*TASK DIRECTIONS*. Only the lines with the string "data" are needed; return each of them from the entries below.

*PROVIDED RECORDS*.
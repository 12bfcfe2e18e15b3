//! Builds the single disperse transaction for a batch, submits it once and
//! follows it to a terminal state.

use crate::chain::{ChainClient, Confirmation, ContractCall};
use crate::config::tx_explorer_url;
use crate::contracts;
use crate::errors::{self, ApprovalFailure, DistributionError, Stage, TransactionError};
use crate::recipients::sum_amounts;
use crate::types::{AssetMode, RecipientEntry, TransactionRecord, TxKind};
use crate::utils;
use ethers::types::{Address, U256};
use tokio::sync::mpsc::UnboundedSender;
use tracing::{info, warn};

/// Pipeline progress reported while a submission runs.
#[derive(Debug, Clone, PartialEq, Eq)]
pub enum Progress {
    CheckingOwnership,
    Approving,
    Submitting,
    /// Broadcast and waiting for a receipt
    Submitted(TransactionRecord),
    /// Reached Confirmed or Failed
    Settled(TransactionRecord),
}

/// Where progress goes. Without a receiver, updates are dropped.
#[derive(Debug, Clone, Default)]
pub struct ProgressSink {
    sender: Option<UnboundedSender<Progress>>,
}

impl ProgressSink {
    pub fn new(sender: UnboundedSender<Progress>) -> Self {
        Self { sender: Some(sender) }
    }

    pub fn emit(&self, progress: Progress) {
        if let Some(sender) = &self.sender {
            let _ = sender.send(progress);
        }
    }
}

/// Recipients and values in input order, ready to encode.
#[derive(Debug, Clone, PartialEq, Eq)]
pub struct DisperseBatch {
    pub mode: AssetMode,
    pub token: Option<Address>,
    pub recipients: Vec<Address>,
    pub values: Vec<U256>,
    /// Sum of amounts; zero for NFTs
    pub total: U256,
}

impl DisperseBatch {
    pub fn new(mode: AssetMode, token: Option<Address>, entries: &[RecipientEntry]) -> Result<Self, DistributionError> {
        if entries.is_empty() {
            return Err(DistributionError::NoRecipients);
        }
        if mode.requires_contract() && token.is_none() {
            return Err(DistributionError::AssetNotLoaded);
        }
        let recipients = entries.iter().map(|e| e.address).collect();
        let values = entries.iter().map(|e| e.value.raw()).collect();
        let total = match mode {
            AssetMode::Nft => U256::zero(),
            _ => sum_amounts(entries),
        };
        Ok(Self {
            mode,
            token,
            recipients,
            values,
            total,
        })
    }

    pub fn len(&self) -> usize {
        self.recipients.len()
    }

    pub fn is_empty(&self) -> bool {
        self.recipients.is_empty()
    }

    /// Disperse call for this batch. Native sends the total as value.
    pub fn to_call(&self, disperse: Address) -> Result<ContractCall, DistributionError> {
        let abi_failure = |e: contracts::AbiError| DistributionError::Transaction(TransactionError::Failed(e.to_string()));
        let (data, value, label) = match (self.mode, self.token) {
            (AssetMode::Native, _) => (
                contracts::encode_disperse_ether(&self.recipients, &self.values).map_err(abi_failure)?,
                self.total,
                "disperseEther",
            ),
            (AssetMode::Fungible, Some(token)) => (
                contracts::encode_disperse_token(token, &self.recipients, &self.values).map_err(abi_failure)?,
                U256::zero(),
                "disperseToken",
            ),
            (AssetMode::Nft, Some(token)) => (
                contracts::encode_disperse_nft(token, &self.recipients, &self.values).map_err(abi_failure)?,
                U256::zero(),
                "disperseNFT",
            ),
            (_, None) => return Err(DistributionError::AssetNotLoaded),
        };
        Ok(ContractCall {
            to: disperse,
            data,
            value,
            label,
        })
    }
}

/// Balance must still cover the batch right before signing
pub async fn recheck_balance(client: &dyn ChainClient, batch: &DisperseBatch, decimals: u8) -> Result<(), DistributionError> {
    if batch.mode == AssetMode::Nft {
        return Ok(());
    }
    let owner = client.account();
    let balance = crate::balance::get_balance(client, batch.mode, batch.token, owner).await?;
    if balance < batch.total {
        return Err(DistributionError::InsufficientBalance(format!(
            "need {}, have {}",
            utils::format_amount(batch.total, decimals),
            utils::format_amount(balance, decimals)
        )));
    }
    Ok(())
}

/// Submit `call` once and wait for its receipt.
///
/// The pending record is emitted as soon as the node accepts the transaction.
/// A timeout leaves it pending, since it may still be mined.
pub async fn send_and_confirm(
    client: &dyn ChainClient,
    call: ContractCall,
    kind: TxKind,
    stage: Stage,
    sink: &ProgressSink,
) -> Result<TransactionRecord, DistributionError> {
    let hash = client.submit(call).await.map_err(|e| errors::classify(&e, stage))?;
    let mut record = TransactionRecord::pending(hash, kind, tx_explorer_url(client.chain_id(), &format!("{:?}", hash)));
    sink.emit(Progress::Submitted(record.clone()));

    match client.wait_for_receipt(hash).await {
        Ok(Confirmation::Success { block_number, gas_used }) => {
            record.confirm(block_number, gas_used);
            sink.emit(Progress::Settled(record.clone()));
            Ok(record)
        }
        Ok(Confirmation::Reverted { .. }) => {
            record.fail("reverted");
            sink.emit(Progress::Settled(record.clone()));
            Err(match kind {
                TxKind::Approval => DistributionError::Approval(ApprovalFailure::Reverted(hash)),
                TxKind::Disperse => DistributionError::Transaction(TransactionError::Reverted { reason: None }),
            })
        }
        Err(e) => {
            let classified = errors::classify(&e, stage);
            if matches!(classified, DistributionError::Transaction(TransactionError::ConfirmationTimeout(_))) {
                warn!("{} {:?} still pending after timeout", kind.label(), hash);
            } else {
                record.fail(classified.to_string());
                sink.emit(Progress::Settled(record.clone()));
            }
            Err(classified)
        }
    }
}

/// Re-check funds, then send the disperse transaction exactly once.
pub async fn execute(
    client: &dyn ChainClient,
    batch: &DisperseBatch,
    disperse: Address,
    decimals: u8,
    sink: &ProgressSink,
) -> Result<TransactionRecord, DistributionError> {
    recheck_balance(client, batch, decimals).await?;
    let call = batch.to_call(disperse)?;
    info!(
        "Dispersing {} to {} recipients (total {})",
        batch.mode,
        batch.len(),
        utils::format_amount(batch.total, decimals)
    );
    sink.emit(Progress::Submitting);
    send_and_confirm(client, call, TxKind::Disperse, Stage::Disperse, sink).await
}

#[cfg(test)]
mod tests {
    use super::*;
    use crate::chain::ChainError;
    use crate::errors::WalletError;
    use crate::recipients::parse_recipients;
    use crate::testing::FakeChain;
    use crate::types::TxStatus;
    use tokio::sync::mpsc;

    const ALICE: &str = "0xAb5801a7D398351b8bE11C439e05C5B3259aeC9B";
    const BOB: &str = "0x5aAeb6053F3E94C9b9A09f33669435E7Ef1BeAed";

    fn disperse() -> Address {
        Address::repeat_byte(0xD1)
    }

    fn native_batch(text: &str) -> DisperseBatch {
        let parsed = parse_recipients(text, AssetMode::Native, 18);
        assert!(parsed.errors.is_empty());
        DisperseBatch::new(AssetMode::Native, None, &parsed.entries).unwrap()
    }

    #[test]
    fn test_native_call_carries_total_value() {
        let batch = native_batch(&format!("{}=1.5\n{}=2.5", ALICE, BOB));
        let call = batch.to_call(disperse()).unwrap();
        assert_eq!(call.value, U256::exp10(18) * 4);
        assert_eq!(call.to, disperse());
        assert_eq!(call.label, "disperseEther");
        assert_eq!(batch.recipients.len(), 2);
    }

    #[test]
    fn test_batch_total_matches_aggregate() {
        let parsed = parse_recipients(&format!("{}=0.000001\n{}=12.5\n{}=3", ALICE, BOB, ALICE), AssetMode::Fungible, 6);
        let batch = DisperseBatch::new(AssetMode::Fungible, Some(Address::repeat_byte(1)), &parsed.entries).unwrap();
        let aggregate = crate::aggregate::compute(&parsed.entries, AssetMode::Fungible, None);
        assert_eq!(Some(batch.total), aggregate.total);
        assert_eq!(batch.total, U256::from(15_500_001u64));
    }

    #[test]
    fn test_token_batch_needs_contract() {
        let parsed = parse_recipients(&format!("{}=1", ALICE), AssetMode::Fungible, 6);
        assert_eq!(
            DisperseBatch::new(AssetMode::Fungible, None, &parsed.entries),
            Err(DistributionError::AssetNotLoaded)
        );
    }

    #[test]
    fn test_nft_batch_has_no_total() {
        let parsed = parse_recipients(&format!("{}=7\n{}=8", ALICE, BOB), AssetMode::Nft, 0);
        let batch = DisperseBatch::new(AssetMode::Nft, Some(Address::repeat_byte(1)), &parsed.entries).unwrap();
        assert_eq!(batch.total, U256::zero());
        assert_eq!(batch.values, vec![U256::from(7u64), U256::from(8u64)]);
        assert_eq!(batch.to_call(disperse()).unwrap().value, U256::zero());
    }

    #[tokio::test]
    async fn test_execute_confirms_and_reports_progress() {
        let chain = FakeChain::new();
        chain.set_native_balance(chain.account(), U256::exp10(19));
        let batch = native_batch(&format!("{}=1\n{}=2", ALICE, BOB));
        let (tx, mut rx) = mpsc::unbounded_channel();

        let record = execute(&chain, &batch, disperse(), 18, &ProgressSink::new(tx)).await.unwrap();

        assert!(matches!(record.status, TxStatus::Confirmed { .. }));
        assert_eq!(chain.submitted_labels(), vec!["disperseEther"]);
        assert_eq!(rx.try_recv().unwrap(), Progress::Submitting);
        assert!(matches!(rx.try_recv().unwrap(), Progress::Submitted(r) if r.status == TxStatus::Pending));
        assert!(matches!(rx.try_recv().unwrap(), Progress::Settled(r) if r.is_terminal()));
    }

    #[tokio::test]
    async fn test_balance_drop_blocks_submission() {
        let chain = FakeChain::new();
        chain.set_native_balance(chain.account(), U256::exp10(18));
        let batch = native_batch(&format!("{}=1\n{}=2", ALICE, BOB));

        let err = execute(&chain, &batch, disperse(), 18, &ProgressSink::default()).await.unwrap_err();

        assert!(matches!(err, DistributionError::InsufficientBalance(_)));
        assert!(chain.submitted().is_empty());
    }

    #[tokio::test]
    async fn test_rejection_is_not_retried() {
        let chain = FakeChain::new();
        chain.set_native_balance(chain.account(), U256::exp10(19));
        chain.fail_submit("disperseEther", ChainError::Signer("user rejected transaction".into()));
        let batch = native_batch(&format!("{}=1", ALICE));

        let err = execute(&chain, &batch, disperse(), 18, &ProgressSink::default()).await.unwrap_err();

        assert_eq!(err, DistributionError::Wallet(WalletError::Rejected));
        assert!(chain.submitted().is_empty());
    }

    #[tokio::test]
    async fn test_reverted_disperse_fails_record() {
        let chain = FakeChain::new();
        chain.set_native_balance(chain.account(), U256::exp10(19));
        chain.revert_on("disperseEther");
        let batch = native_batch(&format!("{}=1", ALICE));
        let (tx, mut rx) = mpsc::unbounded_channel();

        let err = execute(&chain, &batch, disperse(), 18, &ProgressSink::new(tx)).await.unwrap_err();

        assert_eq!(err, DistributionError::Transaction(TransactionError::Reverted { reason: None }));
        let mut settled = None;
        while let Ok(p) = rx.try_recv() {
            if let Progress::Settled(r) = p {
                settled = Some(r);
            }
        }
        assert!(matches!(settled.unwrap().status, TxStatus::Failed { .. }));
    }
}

*EXERCISE SOLUTION*.
        let (data, value, label) = match (self.mode, self.token) {
            data,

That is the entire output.